(Beginning of Exercise data)
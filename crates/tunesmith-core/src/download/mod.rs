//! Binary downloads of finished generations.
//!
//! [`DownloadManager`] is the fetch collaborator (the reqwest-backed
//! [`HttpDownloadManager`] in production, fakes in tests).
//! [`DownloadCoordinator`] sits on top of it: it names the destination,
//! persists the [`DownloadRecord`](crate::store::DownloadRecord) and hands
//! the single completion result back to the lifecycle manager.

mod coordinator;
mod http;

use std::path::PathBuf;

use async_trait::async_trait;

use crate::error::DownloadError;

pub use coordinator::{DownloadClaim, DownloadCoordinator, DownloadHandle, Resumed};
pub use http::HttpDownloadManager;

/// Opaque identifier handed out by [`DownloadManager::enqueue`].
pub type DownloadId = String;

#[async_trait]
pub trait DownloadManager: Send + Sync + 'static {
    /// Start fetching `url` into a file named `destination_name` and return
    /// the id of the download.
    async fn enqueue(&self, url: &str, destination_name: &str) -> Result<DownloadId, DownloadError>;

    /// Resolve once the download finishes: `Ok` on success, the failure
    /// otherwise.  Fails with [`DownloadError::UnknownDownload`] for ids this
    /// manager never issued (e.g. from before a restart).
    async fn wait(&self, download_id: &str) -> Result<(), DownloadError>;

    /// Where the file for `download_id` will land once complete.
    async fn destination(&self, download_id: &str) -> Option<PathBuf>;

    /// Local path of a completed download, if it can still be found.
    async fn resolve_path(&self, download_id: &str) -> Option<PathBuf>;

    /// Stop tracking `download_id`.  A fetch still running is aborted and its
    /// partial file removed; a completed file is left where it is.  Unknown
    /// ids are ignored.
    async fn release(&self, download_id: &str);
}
(End of Exercise data)
- [Task brief]
Go through the data and gather every line that holds "PathBuf".

- [Task answer]
use std::path::PathBuf;
    async fn destination(&self, download_id: &str) -> Option<PathBuf>;
    async fn resolve_path(&self, download_id: &str) -> Option<PathBuf>;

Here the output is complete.